(Items from a data source)
┌──
//! Remote profile - the remote-sourced half of a roster row
//!
//! Everything in a profile comes from the snapshot, the harvested articles and
//! the rules applied to them. Identity and memo are deliberately absent; they
//! are supplied separately through `PreservedFields` when the row is built.

use crate::rules::ActivityClassifier;
use crate::value_objects::{date_string, today_string, EpochSeconds};

use super::intro::{IntroField, ParsedIntro};
use super::member::{ActivityStatus, MembershipStatus, Role};
use super::remote::RemoteMember;

/// Remote-sourced fields of a roster row
#[derive(Debug, Clone, PartialEq, Eq)]
pub struct RemoteProfile {
    pub nickname: String,
    pub real_name: String,
    pub role: Role,
    pub status: MembershipStatus,
    pub activity: ActivityStatus,
    pub banned: bool,
    pub join_date: String,
    pub last_visit: String,
    pub leave_date: String,
    pub age: String,
    pub gender: String,
    pub location: String,
    pub workplace: String,
    pub study_area: String,
    pub study_content: String,
    pub study_days: String,
    pub article_count: u32,
    pub intro_text: String,
    pub intro_date: String,
}

impl RemoteProfile {
    /// Assemble a profile; `None` when the record has no usable display name
    pub fn assemble(
        remote: &RemoteMember,
        intro: Option<&ParsedIntro>,
        article_count: u32,
        classifier: &ActivityClassifier,
    ) -> Option<Self> {
        let nickname = remote.display_name()?.to_string();
        let banned = remote.is_banned();
        let empty = ParsedIntro::default();
        let intro = intro.unwrap_or(&empty);
        let field = |f: IntroField| intro.field(f).to_string();

        let real_name = match intro.field(IntroField::RealName) {
            "" => nickname.clone(),
            name => name.to_string(),
        };

        Some(Self {
            real_name,
            role: if remote.is_staff() { Role::Staff } else { Role::Member },
            status: if banned {
                MembershipStatus::Withdrawn
            } else {
                MembershipStatus::Current
            },
            activity: classifier.classify(
                EpochSeconds::normalize(remote.joined_at),
                EpochSeconds::normalize(remote.visited_at),
                banned,
            ),
            banned,
            join_date: date_string(remote.joined_at),
            last_visit: date_string(remote.visited_at),
            leave_date: if banned {
                today_string(classifier.now())
            } else {
                String::new()
            },
            age: field(IntroField::Age),
            gender: field(IntroField::Gender),
            location: field(IntroField::Location),
            workplace: field(IntroField::Workplace),
            study_area: field(IntroField::StudyArea),
            study_content: field(IntroField::StudyContent),
            study_days: field(IntroField::StudyDays),
            article_count,
            intro_text: intro.excerpt.clone(),
            intro_date: intro.posted_on.clone(),
            nickname,
        })
    }
}

#[cfg(test)]
mod tests {
    use super::*;
    use crate::entities::{Member, PreservedFields};
    use chrono::{DateTime, Utc};

    fn now() -> DateTime<Utc> {
        DateTime::from_timestamp(1_700_000_000, 0).unwrap()
    }

    fn remote(nickname: &str) -> RemoteMember {
        RemoteMember {
            member_id: "m1".to_string(),
            nickname: nickname.to_string(),
            joined_at: 1_600_000_000,
            visited_at: 1_700_000_000 - 3 * 86_400,
            ..Default::default()
        }
    }

    #[test]
    fn test_real_name_falls_back_to_nickname() {
        let classifier = ActivityClassifier::new(now());
        let profile = RemoteProfile::assemble(&remote("별빛"), None, 0, &classifier).unwrap();
        assert_eq!(profile.real_name, "별빛");
        assert_eq!(profile.activity, ActivityStatus::Active);
        assert_eq!(profile.status, MembershipStatus::Current);
        assert!(profile.leave_date.is_empty());
    }

    #[test]
    fn test_intro_fields_flow_into_profile() {
        let classifier = ActivityClassifier::new(now());
        let mut intro = ParsedIntro {
            excerpt: "이름: 홍길동".to_string(),
            posted_on: "2023-01-01".to_string(),
            ..Default::default()
        };
        intro.fields.insert(IntroField::RealName, "홍길동".to_string());
        intro.fields.insert(IntroField::StudyDays, "주말".to_string());

        let profile = RemoteProfile::assemble(&remote("별빛"), Some(&intro), 3, &classifier).unwrap();
        assert_eq!(profile.real_name, "홍길동");
        assert_eq!(profile.study_days, "주말");
        assert_eq!(profile.article_count, 3);
        assert_eq!(profile.intro_date, "2023-01-01");
    }

    #[test]
    fn test_banned_profile() {
        let classifier = ActivityClassifier::new(now());
        let mut member = remote("별빛");
        member.ban_flag = "Y".to_string();

        let profile = RemoteProfile::assemble(&member, None, 0, &classifier).unwrap();
        assert!(profile.banned);
        assert_eq!(profile.activity, ActivityStatus::Withdrawn);
        assert_eq!(profile.status, MembershipStatus::Withdrawn);
        assert_eq!(profile.leave_date, "2023-11-14");
    }

    #[test]
    fn test_nameless_record_is_skipped() {
        let classifier = ActivityClassifier::new(now());
        assert!(RemoteProfile::assemble(&remote(""), None, 0, &classifier).is_none());
    }

    #[test]
    fn test_build_preserves_identity() {
        let classifier = ActivityClassifier::new(now());
        let profile = RemoteProfile::assemble(&remote("별빛"), None, 0, &classifier).unwrap();
        let preserved = PreservedFields {
            id: "keep-me".to_string(),
            memo: "private note".to_string(),
        };

        let member = Member::build(&profile, preserved);
        assert_eq!(member.id, "keep-me");
        assert_eq!(member.memo, "private note");
        assert_eq!(member.nickname, "별빛");
    }
}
└──
TASK ITEM
Your answer must be a single number: the count of lines in the records that hold the word "crate".

EXERCISE SOLUTION
3